TO DO
With "EmbeddingError" as the search word, show every line of the material that has it.

EXTRACTED DATA

· · · · ·

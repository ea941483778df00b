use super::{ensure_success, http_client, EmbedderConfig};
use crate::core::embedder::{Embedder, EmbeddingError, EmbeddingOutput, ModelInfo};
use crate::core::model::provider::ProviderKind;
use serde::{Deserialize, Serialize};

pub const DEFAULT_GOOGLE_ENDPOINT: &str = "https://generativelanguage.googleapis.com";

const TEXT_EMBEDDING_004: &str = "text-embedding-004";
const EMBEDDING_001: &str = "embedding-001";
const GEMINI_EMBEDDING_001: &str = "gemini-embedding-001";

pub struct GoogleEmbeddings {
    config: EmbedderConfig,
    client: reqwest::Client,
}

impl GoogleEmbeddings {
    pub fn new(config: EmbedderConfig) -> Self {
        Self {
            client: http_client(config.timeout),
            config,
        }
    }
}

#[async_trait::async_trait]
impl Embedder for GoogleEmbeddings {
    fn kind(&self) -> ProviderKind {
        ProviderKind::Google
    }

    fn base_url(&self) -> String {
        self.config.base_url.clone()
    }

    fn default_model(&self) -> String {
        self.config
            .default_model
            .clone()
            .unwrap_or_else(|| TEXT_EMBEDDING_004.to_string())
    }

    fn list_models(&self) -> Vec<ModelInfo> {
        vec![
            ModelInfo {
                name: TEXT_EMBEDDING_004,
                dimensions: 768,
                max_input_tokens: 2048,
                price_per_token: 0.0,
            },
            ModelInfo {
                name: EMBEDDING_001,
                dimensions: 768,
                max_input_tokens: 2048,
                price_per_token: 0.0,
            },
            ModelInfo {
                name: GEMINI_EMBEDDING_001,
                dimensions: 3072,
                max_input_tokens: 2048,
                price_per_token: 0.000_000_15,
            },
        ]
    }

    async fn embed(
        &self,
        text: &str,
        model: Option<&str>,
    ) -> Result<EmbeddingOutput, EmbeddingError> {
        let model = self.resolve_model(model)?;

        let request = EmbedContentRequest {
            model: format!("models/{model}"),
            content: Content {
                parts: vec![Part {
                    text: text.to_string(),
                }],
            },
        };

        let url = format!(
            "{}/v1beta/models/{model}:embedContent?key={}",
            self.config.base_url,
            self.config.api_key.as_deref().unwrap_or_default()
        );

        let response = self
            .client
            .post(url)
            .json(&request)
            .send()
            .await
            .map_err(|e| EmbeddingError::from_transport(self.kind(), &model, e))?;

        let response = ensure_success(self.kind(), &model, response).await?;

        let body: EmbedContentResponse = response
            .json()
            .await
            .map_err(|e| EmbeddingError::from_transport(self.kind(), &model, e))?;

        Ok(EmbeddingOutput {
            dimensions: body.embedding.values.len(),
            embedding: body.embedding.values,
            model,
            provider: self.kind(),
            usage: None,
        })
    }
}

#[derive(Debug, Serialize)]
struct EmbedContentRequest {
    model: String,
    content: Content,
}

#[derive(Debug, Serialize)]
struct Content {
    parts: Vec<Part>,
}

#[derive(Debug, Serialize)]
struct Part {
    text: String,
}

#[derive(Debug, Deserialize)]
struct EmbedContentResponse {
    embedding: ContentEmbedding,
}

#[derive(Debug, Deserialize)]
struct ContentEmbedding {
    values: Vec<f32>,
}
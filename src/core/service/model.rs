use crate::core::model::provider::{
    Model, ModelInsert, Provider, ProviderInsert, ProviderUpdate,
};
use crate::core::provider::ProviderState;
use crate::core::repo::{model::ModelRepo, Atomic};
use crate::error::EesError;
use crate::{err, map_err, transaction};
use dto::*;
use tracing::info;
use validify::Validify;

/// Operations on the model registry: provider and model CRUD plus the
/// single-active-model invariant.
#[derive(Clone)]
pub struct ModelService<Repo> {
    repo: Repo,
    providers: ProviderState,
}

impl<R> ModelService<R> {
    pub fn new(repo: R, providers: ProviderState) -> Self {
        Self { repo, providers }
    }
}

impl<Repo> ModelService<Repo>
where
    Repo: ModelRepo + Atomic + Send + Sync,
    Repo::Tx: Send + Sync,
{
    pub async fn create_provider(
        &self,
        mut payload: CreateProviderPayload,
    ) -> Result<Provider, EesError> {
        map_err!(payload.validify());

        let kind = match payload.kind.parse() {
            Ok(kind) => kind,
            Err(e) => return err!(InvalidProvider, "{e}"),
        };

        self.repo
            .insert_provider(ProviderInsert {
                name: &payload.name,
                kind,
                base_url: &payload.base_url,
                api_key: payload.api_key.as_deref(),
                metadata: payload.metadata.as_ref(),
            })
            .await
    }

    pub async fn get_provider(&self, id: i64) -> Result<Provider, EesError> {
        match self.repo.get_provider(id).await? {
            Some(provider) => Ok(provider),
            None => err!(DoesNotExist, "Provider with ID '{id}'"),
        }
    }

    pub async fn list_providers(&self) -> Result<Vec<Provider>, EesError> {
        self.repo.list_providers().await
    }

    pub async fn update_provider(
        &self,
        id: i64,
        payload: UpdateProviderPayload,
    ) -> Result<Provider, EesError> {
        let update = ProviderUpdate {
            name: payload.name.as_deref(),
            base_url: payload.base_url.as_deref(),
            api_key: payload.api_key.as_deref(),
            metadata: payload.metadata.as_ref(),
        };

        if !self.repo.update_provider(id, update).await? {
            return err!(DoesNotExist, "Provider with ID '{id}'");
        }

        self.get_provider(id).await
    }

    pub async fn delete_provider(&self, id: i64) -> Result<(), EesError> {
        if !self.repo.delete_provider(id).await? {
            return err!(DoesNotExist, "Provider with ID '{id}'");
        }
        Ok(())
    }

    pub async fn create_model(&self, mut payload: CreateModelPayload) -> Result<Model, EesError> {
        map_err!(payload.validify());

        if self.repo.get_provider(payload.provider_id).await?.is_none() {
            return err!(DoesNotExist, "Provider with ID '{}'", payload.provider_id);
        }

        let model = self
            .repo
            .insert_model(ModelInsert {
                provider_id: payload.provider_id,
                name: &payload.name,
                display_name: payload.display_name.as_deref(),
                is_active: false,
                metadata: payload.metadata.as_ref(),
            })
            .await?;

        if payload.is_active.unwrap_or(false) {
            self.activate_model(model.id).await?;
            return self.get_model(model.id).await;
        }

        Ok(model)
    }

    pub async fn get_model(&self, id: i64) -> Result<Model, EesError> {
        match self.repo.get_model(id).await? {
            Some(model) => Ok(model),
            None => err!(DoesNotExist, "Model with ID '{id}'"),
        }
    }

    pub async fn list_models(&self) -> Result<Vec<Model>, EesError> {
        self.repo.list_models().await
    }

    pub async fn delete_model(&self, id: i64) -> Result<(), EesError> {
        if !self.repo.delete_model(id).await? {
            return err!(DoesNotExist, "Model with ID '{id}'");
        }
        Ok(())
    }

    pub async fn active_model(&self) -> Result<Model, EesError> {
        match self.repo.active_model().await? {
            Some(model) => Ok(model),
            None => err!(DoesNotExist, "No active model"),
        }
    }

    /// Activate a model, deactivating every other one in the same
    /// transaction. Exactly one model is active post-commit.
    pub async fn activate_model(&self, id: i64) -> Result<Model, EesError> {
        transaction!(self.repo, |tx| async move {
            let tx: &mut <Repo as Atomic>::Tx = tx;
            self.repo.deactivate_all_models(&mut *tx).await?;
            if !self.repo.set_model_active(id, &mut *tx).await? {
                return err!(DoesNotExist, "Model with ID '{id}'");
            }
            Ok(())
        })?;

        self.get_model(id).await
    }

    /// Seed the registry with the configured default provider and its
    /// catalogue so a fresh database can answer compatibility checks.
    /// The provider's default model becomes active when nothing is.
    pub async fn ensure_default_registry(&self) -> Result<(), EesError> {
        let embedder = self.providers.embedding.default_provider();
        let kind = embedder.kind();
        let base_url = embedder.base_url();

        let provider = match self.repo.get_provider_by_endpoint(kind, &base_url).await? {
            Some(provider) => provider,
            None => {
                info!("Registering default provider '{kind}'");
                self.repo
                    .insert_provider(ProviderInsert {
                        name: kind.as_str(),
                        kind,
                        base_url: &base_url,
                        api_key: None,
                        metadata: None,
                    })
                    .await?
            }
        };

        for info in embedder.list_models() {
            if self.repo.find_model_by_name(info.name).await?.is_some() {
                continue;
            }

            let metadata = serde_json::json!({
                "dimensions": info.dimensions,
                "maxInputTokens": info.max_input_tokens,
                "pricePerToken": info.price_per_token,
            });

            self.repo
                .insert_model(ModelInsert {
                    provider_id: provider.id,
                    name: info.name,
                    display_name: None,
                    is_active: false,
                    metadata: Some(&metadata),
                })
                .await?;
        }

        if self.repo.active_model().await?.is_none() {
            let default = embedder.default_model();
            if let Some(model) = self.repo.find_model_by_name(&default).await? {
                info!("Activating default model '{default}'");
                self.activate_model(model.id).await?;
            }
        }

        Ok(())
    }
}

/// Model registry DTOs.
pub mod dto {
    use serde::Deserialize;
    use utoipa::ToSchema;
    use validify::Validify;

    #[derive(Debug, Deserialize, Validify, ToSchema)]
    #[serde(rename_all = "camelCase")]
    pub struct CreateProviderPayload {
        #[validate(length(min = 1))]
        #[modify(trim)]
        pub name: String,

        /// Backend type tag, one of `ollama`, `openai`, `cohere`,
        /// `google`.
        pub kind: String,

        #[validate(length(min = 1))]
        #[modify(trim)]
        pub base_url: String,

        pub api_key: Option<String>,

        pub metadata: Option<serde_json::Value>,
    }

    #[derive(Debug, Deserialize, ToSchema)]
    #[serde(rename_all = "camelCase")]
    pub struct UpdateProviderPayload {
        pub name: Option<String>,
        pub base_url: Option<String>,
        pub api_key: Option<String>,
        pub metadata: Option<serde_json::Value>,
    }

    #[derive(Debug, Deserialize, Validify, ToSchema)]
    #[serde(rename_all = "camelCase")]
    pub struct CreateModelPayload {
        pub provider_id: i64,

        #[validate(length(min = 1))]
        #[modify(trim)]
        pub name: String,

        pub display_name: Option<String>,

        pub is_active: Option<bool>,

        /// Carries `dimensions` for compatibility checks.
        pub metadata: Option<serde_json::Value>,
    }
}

· · · · ·

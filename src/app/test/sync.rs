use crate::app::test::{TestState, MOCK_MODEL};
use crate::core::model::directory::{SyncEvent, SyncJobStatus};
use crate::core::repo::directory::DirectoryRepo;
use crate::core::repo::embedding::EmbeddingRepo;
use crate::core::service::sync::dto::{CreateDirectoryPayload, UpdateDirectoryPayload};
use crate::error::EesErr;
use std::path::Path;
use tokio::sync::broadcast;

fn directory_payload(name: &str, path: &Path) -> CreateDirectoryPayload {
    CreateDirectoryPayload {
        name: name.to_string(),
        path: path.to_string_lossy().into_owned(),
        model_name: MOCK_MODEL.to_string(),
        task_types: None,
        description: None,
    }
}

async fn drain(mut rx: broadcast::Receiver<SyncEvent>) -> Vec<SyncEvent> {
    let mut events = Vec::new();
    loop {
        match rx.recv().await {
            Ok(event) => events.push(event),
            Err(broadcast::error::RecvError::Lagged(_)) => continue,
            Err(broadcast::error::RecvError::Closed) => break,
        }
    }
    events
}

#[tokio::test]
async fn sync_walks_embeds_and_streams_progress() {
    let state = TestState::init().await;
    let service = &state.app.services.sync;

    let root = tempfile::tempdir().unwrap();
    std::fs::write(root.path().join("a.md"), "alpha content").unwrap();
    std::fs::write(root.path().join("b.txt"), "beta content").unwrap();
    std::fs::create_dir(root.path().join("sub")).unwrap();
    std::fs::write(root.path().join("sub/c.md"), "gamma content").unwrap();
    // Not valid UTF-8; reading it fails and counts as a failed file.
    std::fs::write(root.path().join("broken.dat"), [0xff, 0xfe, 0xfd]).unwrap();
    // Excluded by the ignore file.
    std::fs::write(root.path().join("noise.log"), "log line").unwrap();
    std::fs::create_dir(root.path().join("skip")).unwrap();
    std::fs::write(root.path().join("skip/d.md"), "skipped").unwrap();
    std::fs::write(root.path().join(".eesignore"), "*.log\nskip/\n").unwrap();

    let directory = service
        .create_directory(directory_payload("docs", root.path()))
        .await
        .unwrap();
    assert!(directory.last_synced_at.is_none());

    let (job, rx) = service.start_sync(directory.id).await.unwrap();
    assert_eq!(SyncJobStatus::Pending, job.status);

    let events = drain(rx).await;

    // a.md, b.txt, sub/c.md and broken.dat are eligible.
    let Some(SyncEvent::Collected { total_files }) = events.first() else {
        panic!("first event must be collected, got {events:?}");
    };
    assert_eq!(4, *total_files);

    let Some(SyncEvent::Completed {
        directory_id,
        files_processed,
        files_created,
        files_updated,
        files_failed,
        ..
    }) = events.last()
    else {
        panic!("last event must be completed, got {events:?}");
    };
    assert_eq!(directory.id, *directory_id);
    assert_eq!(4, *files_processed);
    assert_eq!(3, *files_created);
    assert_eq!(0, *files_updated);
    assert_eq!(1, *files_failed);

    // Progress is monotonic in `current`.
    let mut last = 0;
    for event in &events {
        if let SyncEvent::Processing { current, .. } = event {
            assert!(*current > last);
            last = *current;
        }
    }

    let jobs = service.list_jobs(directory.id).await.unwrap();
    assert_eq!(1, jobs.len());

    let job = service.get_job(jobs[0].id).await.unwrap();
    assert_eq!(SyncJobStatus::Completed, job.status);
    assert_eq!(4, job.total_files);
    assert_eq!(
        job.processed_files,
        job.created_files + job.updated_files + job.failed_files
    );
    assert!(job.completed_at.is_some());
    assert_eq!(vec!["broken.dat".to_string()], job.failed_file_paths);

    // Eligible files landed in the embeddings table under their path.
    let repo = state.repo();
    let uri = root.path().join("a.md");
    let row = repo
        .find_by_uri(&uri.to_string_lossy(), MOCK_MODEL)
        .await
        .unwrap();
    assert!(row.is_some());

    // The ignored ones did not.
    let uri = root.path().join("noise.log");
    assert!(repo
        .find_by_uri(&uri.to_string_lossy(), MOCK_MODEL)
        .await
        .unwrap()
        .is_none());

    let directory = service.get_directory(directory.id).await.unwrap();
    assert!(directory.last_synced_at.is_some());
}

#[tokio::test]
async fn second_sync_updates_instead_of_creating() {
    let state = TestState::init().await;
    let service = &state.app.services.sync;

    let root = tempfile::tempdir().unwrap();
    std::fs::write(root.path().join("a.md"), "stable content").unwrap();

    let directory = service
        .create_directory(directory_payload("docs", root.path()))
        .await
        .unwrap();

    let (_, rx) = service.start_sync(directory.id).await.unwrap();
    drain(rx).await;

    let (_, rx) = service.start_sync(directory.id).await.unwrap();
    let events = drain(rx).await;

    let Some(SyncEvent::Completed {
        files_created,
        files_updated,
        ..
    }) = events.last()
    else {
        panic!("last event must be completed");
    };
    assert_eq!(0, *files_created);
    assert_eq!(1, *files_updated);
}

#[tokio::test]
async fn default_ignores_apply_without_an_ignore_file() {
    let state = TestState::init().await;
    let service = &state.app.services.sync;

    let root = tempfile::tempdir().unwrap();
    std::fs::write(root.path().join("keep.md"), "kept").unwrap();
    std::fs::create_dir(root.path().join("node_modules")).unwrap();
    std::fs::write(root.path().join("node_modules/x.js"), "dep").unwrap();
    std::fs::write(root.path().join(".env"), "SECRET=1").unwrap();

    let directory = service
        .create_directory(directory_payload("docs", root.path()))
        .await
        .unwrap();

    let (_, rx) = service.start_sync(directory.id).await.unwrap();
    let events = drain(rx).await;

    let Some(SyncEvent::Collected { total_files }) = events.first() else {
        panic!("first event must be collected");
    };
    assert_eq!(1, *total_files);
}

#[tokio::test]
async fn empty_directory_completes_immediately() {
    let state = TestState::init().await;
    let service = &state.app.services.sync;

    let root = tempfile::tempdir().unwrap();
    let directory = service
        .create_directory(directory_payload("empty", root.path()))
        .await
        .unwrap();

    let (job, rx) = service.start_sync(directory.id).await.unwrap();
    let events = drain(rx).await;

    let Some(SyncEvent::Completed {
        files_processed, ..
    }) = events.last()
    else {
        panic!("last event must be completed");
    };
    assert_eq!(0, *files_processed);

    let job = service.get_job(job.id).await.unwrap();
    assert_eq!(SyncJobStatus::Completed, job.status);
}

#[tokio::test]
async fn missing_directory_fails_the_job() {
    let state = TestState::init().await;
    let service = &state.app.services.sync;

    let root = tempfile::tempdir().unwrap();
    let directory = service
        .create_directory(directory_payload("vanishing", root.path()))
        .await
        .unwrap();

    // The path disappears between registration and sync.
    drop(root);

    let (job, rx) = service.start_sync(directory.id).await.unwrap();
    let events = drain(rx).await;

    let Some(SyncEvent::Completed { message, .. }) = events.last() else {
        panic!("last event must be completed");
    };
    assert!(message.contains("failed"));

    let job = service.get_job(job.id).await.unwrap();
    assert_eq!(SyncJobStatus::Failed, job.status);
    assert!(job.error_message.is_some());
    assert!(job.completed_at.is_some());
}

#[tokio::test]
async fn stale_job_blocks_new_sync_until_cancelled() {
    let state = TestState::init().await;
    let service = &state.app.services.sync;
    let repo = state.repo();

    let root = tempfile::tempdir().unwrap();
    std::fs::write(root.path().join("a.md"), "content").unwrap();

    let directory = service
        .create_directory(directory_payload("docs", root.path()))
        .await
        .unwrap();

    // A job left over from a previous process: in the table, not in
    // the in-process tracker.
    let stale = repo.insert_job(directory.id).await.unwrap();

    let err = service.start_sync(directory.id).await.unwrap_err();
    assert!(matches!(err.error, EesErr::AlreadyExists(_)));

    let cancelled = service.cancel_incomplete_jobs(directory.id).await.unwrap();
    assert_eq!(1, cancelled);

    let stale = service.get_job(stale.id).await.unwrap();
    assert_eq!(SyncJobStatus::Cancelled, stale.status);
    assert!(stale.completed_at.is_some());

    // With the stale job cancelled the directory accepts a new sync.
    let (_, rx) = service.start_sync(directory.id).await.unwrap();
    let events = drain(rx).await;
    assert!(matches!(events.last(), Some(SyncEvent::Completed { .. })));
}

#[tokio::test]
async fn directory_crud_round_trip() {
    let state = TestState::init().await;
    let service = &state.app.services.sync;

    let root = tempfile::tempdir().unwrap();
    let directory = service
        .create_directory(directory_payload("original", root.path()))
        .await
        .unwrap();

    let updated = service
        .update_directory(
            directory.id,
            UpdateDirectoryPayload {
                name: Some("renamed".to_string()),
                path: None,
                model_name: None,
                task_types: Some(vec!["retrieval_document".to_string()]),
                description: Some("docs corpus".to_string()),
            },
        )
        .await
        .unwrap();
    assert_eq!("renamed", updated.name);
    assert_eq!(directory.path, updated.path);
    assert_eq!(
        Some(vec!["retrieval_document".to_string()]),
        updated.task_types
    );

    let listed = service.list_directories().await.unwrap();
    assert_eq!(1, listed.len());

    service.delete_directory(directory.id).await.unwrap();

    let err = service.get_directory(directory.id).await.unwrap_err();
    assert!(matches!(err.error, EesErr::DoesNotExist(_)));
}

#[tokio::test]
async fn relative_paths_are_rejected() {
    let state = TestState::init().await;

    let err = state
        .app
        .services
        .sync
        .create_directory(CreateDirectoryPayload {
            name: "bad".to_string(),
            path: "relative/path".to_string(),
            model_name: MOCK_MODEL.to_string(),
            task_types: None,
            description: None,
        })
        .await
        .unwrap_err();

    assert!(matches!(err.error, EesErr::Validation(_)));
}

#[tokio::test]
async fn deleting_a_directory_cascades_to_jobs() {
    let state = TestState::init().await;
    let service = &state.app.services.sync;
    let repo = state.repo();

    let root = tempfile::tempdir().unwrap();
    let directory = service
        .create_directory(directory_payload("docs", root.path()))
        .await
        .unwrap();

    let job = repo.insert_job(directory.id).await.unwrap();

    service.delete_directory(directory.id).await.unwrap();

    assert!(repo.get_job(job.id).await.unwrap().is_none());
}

· · · · ·

RESULT
use crate::core::embedder::{Embedder, EmbeddingError, EmbeddingOutput, ModelInfo};
    ) -> Result<EmbeddingOutput, EmbeddingError> {
            .map_err(|e| EmbeddingError::from_transport(self.kind(), &model, e))?;
            .map_err(|e| EmbeddingError::from_transport(self.kind(), &model, e))?;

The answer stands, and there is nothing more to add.